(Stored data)
####
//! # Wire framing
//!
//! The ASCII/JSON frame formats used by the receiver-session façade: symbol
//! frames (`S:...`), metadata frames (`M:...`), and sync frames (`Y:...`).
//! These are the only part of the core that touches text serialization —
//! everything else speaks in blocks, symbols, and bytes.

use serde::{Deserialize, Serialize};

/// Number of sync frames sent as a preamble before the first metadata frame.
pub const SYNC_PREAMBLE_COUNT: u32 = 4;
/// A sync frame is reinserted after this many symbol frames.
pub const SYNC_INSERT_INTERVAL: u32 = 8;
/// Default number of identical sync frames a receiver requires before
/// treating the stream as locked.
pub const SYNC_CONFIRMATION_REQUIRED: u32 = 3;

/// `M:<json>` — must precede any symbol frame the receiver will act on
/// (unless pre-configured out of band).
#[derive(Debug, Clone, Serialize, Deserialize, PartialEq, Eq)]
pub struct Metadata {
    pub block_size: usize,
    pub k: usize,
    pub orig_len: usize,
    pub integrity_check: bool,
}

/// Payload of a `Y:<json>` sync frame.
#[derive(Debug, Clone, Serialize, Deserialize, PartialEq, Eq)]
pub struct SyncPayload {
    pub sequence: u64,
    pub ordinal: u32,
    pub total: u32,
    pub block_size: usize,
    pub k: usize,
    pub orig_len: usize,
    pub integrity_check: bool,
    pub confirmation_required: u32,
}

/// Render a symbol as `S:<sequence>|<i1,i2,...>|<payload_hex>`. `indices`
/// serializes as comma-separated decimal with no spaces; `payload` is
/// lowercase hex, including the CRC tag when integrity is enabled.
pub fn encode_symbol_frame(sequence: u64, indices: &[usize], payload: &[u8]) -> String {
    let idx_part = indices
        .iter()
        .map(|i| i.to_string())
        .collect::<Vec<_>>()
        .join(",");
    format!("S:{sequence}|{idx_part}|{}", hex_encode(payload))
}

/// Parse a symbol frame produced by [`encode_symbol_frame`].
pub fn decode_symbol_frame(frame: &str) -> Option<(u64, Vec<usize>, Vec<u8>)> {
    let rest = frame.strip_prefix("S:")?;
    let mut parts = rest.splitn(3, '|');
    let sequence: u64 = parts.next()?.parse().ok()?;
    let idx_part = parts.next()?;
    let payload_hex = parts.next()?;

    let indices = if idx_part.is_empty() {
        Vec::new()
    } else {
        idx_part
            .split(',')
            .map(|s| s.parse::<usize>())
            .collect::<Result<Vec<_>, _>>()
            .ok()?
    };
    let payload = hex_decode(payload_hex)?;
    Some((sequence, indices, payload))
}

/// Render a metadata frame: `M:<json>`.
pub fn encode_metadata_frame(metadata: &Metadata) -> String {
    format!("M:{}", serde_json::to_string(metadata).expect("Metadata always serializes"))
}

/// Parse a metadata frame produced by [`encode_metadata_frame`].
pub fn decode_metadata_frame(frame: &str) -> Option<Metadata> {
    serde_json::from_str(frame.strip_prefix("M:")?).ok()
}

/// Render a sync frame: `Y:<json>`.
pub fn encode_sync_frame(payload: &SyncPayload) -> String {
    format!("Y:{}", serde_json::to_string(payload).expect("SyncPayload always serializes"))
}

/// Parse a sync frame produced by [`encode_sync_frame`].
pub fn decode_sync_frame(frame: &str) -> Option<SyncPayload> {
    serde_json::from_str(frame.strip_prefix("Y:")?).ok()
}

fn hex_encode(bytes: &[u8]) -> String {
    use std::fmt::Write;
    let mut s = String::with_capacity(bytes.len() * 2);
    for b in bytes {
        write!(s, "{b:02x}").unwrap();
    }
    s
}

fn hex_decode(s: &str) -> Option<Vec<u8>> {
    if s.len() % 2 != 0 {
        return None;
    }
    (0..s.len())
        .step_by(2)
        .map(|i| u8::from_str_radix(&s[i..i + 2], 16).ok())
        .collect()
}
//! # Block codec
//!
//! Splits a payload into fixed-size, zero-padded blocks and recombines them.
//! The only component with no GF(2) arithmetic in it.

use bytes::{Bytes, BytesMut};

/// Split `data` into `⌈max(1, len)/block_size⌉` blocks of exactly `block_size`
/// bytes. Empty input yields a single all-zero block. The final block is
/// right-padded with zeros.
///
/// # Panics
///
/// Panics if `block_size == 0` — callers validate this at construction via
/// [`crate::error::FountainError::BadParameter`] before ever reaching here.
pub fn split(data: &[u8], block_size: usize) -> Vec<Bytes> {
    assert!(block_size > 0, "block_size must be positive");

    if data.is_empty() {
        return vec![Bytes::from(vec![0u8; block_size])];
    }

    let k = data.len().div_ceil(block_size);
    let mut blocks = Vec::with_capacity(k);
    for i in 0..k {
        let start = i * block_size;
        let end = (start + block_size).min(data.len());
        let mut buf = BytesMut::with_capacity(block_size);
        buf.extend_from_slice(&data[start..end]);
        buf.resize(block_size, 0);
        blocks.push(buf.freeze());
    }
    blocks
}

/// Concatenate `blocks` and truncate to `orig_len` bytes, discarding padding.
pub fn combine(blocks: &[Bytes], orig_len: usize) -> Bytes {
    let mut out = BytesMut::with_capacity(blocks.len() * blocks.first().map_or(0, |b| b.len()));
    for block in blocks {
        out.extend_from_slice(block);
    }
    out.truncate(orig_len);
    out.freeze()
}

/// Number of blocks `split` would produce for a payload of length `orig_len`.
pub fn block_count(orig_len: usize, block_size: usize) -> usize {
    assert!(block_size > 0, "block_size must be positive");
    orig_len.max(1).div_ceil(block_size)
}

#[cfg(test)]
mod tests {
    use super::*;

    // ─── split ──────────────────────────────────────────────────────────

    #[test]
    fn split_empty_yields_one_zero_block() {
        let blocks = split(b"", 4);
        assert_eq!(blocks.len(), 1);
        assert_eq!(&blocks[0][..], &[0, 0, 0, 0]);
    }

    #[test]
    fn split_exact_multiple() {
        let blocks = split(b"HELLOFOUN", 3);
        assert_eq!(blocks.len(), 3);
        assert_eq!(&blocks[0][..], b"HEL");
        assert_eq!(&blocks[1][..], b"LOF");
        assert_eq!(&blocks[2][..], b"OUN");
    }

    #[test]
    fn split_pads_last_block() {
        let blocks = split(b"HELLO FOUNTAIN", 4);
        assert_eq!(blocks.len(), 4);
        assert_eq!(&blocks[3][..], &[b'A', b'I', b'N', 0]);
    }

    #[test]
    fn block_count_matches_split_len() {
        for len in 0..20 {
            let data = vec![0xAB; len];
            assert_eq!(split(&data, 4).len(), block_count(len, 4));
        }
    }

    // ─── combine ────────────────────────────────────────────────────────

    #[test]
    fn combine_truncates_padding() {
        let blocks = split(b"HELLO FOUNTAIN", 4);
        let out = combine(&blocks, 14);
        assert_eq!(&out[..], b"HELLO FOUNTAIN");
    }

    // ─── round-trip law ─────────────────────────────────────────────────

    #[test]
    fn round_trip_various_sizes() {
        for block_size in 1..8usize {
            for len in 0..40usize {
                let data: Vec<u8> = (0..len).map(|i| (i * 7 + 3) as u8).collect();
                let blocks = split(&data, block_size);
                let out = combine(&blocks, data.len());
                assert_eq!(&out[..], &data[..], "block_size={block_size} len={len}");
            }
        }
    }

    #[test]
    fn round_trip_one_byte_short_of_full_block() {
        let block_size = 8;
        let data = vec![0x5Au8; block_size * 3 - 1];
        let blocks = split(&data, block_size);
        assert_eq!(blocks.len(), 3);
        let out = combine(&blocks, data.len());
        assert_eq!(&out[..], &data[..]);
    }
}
####
■ What is being asked: Copy every line of the data that holds the string "frames".

■ Written answer:
//! frames (`S:...`), metadata frames (`M:...`), and sync frames (`Y:...`).
/// Number of sync frames sent as a preamble before the first metadata frame.
/// A sync frame is reinserted after this many symbol frames.
/// Default number of identical sync frames a receiver requires before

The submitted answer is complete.